BEGIN EXCERPTED DATA
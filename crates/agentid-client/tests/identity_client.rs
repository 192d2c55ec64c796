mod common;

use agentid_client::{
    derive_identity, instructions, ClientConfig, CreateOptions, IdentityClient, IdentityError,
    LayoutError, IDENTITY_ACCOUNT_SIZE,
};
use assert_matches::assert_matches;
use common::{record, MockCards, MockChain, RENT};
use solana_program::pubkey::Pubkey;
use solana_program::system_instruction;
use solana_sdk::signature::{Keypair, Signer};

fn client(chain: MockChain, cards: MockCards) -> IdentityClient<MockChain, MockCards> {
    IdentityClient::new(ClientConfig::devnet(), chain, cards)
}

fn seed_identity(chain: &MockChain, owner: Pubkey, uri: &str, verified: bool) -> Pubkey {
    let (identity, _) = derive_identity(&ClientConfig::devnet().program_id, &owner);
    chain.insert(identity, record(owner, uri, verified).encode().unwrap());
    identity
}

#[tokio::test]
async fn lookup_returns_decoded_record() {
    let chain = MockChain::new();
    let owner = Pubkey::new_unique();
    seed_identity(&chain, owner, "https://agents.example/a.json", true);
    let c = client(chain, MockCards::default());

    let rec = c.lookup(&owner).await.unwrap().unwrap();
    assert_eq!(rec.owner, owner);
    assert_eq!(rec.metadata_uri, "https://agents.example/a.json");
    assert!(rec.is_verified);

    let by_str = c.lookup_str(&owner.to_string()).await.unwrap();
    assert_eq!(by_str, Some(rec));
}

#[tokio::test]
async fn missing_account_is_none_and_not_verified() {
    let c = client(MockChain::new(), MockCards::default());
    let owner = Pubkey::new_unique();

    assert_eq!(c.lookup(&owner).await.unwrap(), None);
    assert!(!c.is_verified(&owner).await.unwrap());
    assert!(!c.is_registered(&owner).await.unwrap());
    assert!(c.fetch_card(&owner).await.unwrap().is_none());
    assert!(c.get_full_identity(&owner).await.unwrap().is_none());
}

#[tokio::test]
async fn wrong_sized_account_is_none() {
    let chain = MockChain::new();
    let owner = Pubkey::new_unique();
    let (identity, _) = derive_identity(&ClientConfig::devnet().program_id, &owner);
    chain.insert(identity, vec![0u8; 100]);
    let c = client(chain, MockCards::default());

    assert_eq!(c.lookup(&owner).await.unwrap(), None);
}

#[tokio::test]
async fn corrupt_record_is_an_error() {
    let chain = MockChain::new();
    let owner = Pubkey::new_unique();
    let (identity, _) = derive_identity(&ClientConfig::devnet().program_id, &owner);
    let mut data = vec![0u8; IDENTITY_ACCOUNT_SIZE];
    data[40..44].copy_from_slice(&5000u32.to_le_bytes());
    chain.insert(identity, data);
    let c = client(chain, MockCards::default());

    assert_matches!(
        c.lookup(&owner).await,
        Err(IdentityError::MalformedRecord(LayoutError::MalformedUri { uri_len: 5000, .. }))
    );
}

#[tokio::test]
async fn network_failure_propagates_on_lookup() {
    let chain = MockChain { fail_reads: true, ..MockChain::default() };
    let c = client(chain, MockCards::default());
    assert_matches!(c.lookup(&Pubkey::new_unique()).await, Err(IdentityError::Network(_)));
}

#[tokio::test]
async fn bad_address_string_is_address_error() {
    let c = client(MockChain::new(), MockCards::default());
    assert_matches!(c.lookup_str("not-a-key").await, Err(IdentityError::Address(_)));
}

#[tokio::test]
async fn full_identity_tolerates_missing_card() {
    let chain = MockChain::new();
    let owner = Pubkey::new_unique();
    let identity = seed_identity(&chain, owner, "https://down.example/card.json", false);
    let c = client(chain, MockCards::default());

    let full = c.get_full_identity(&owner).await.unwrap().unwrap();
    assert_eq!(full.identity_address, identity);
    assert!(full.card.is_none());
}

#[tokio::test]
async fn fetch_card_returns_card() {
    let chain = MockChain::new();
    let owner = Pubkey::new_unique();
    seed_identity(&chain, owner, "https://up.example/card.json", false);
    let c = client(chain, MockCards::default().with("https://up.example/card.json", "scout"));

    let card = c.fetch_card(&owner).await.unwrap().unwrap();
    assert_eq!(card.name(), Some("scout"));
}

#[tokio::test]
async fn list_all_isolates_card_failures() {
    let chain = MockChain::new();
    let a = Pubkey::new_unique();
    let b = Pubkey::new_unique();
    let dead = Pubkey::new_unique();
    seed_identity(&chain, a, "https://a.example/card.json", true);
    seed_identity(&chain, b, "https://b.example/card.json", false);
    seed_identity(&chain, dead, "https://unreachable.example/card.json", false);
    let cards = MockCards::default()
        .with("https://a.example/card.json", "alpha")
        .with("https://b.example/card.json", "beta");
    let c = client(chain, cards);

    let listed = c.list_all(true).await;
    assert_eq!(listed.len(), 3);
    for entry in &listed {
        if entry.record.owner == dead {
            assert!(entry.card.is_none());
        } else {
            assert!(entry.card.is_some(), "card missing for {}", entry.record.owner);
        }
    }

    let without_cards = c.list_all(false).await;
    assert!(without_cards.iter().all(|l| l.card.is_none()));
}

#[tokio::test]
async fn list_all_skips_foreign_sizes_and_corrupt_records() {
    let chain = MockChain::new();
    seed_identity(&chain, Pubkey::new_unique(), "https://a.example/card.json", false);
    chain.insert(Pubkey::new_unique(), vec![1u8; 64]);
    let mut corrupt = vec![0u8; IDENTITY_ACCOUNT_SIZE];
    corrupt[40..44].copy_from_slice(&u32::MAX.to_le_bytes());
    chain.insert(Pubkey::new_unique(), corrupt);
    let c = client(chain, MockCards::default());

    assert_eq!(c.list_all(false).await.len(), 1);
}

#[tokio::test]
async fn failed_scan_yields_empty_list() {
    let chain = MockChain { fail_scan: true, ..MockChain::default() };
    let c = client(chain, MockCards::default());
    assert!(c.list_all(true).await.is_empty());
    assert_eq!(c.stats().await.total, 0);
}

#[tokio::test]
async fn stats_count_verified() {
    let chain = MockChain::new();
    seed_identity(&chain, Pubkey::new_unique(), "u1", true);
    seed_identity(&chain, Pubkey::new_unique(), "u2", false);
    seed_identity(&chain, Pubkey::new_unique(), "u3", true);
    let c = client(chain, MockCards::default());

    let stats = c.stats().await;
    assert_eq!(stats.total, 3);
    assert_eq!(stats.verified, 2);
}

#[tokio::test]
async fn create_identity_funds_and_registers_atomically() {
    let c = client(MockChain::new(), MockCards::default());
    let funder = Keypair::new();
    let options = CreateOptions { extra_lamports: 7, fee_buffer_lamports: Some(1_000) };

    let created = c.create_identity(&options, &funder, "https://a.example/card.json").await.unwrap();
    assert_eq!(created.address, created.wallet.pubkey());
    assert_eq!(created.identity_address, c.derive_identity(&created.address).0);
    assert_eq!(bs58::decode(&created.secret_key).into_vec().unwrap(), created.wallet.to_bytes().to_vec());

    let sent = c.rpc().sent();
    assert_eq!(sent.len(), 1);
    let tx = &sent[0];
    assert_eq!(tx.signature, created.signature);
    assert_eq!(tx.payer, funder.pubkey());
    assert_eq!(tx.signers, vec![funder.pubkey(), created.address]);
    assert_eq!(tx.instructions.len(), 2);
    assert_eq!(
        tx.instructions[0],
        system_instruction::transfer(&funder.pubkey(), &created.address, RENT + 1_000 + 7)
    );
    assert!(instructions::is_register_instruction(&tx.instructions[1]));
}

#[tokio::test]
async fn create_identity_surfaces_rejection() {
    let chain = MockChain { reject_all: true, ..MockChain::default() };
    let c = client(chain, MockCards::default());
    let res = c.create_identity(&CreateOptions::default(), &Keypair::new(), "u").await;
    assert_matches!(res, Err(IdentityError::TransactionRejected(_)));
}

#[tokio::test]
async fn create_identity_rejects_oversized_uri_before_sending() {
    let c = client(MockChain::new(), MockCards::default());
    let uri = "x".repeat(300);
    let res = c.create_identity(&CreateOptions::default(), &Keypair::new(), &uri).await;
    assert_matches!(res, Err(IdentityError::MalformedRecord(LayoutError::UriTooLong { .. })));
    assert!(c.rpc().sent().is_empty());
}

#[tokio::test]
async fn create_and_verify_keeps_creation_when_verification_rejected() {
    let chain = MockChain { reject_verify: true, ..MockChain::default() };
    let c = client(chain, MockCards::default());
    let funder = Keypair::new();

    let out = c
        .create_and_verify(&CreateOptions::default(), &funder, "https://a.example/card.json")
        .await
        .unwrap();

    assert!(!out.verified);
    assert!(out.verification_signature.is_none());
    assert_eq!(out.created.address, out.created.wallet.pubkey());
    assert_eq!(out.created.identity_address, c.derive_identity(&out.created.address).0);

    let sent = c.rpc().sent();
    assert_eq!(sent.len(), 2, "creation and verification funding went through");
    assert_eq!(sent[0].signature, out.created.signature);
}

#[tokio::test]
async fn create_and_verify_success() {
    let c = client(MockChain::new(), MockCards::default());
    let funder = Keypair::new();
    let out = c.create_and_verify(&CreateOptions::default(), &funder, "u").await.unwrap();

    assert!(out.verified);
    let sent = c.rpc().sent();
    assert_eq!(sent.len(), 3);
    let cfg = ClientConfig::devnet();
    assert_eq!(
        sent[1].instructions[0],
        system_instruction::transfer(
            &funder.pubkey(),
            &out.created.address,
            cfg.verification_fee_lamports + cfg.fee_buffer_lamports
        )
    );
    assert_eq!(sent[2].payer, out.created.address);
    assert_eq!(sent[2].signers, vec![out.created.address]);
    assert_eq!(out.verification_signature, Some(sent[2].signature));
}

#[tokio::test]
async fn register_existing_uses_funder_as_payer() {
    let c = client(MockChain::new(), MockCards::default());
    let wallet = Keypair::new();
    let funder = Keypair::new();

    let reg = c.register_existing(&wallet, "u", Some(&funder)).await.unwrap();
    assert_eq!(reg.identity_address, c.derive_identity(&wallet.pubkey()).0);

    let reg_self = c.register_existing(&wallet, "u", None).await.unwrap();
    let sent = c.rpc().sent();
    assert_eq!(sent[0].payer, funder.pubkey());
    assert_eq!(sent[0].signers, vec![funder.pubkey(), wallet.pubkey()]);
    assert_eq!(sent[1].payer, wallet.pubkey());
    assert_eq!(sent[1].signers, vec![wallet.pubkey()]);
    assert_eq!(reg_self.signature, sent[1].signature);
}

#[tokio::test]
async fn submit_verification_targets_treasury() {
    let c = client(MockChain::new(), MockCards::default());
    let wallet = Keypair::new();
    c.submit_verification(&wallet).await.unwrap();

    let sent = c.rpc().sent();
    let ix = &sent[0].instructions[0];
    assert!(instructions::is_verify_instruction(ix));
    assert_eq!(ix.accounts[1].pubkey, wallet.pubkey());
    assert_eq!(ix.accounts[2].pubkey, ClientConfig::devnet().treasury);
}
END EXCERPTED DATA
BEGIN EXCERPTED DATA
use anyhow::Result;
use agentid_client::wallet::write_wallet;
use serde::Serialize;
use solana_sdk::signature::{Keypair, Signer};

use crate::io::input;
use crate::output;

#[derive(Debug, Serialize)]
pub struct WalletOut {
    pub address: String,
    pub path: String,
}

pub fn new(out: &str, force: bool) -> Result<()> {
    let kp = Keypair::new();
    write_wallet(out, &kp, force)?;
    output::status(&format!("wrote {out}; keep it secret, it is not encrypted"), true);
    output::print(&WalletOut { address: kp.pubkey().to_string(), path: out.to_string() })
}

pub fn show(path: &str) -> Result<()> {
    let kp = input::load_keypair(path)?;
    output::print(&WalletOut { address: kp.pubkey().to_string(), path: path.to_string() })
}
END EXCERPTED DATA
BEGIN EXCERPTED DATA
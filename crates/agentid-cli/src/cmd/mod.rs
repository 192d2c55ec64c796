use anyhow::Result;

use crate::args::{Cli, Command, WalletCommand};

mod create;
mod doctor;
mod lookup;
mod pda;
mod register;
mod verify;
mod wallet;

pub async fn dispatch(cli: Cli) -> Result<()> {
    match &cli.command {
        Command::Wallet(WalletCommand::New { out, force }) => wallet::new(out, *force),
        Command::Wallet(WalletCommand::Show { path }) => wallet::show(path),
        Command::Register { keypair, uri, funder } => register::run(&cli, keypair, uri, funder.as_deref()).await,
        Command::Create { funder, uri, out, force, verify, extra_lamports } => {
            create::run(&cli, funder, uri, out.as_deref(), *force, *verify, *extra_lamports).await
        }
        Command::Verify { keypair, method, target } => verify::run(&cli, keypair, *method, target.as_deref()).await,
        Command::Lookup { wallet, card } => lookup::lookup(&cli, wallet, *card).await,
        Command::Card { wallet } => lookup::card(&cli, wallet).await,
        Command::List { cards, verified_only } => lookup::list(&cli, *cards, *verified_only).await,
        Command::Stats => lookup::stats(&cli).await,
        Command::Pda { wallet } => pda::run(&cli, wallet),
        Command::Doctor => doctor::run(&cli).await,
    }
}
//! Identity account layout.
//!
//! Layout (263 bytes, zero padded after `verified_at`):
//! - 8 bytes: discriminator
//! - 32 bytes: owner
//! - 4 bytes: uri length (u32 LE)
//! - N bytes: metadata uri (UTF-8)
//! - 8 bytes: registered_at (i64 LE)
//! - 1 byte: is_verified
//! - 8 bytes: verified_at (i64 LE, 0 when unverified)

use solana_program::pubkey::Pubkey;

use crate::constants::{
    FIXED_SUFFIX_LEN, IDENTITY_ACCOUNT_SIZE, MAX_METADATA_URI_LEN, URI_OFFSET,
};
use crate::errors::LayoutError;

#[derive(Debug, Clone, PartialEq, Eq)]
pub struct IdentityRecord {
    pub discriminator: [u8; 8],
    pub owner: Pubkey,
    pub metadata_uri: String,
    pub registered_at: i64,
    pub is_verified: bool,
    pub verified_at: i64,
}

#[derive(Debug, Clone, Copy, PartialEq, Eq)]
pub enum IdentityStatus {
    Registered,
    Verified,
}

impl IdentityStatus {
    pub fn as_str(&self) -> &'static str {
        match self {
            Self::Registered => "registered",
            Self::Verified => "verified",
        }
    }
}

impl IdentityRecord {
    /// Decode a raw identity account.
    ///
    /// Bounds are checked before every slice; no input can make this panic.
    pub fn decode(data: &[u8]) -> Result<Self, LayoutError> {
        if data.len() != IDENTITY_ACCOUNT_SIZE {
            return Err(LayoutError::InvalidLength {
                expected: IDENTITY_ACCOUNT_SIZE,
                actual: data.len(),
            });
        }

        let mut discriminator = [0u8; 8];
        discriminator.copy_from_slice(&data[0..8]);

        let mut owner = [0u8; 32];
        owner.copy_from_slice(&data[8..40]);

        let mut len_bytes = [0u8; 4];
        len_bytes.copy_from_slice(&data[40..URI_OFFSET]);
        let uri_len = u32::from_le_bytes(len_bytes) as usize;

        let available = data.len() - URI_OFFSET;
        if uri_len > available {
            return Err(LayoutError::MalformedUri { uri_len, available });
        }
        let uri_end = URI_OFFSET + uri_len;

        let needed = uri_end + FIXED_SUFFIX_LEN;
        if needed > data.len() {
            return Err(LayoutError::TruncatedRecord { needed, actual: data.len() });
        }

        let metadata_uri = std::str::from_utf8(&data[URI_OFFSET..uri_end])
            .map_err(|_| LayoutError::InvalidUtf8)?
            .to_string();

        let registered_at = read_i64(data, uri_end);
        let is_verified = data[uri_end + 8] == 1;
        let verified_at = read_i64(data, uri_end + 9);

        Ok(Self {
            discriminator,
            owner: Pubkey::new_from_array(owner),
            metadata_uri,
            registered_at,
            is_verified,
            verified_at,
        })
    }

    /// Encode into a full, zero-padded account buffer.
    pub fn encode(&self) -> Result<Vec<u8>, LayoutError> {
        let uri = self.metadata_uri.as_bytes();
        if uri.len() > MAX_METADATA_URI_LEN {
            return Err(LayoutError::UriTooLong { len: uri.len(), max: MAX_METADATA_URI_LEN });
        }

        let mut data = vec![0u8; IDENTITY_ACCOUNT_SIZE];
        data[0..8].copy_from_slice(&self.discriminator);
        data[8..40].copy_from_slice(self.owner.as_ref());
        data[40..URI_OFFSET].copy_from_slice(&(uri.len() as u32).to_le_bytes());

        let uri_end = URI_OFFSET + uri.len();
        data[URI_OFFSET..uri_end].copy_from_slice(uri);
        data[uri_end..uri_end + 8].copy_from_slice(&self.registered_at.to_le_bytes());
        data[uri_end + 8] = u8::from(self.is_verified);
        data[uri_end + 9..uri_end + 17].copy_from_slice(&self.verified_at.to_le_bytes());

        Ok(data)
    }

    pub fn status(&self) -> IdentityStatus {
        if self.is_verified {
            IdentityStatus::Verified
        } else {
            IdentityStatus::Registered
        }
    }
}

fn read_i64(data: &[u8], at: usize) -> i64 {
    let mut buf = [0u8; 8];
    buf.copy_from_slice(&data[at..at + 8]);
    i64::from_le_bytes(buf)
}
END EXCERPTED DATA
WHAT TO PRODUCE: Search the records above for the word "RENT", then say how many lines contain it. Give the number alone.

TASK OUTPUT: 2